Stored data:
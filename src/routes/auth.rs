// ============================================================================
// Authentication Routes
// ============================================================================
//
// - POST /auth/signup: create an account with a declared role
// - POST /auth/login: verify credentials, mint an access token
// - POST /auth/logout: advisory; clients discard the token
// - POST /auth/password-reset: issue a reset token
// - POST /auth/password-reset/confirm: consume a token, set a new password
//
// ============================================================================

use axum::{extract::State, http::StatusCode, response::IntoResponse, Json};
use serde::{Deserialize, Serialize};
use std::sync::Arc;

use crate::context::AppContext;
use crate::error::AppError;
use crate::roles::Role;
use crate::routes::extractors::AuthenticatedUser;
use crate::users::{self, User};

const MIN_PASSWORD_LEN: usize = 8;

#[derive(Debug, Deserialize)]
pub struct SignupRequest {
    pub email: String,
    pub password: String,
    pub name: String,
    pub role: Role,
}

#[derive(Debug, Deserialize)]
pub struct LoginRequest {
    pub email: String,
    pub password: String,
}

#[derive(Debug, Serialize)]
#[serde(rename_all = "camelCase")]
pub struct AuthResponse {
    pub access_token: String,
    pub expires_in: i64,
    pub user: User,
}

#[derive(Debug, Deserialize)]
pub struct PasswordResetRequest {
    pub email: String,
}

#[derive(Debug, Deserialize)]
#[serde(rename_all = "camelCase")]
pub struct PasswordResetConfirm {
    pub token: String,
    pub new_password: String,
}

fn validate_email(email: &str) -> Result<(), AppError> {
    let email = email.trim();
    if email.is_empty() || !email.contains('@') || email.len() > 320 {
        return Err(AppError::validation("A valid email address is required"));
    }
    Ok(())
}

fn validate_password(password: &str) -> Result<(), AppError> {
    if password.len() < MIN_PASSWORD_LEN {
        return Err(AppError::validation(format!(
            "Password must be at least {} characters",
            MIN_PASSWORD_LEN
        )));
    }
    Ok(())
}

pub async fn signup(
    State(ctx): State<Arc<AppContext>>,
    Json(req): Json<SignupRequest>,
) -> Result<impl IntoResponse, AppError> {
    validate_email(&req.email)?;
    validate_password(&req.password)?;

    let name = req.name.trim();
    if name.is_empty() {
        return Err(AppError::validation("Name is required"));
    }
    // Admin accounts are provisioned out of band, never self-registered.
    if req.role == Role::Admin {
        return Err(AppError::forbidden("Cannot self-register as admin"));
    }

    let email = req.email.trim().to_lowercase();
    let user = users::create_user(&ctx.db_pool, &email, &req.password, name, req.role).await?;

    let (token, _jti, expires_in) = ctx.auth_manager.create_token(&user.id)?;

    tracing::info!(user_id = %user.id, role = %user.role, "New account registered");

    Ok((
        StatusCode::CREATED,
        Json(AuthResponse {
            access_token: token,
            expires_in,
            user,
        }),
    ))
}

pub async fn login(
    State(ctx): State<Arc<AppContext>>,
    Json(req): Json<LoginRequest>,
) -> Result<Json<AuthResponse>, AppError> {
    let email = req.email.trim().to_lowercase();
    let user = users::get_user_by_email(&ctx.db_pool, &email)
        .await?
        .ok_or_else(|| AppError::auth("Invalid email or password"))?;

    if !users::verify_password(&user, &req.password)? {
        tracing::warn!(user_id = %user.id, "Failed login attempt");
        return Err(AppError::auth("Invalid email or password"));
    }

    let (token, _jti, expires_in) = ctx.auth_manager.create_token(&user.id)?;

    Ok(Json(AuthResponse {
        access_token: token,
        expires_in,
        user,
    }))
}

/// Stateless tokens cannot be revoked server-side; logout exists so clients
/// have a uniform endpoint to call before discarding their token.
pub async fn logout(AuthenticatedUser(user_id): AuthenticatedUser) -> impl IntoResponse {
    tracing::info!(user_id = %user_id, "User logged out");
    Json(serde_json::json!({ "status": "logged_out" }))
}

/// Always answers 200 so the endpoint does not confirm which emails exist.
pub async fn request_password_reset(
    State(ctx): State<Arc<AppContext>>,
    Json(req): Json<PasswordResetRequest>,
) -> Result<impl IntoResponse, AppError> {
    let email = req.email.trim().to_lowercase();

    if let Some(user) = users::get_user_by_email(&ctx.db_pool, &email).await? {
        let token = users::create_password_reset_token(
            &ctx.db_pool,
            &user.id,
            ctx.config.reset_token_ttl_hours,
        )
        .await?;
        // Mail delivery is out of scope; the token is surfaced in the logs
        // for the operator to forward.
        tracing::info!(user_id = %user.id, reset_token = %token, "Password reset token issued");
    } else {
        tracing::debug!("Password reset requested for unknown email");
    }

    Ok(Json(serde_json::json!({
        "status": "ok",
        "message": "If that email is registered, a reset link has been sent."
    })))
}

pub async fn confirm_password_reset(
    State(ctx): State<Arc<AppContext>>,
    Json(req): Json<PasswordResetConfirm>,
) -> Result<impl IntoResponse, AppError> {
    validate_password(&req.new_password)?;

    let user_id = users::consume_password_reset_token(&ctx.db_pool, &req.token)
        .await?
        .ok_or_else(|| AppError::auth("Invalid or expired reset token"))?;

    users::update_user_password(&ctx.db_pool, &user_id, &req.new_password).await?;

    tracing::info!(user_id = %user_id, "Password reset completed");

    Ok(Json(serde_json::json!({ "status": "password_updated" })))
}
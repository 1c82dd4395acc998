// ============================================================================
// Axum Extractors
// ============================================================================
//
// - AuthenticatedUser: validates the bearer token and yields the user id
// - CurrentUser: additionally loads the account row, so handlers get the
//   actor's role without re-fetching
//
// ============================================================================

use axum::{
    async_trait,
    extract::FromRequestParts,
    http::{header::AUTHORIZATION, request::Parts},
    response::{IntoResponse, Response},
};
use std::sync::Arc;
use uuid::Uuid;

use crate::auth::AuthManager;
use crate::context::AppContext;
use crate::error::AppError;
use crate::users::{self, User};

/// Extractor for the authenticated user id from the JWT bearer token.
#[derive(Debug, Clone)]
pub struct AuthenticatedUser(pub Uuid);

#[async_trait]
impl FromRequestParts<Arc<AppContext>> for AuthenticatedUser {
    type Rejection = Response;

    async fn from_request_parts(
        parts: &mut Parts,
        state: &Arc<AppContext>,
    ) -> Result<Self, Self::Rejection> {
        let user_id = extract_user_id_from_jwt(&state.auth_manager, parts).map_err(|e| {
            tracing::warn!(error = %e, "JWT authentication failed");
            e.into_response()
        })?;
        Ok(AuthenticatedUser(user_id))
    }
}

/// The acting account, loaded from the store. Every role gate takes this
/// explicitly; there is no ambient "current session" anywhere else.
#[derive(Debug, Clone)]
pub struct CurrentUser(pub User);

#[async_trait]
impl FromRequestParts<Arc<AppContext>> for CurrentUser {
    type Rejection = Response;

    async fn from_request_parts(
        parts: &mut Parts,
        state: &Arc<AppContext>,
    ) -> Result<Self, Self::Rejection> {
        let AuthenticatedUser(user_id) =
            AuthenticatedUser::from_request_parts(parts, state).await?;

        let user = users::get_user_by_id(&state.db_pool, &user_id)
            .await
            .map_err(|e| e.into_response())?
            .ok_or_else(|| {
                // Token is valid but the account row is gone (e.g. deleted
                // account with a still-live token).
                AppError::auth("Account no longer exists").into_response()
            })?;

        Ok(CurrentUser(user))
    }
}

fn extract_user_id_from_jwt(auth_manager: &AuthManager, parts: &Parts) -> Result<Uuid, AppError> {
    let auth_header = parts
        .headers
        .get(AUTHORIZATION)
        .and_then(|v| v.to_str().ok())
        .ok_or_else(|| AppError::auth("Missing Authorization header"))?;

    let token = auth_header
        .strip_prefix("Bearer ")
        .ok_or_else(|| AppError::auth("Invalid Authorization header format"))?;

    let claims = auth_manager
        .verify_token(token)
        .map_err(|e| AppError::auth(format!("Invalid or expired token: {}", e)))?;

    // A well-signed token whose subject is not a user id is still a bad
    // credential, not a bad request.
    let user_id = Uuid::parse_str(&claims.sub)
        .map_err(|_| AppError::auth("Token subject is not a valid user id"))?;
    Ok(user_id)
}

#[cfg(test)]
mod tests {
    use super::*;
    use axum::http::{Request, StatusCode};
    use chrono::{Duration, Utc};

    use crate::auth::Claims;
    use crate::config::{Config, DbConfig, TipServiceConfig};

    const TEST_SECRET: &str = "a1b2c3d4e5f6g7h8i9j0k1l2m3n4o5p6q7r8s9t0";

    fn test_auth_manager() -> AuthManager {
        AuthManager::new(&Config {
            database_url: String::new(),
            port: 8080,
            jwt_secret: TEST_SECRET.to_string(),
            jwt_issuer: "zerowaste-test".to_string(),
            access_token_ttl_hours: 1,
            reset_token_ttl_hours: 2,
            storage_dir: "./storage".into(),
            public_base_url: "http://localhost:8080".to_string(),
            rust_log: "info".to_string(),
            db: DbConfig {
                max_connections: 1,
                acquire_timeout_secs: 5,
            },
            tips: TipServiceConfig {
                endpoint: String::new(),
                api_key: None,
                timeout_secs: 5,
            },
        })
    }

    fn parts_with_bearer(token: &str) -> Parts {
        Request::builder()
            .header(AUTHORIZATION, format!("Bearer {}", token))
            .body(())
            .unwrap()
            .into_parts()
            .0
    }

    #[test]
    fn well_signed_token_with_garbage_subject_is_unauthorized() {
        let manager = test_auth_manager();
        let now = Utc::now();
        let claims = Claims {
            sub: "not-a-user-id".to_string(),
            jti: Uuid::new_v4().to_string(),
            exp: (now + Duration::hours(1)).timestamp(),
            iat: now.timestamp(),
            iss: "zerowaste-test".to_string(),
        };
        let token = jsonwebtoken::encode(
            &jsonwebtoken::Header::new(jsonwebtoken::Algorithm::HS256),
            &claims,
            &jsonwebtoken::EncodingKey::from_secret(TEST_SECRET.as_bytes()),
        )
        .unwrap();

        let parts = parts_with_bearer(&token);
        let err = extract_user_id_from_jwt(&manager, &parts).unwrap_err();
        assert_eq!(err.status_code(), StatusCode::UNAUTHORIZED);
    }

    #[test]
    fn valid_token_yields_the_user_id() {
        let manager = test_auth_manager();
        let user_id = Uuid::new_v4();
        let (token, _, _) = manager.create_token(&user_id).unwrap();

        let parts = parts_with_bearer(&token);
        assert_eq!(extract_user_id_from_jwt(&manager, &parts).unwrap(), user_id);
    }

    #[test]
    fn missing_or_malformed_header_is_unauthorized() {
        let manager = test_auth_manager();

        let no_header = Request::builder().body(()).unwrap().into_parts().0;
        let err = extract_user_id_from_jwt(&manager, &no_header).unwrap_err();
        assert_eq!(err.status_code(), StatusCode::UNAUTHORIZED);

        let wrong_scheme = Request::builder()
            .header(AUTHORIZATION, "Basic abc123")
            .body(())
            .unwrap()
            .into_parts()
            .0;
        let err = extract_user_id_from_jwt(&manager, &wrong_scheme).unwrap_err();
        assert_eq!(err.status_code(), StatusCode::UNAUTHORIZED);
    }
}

**Required work**
If a line of the data includes the word "SignupRequest", it counts; give how many lines do, as a bare number.

**Answer space**
2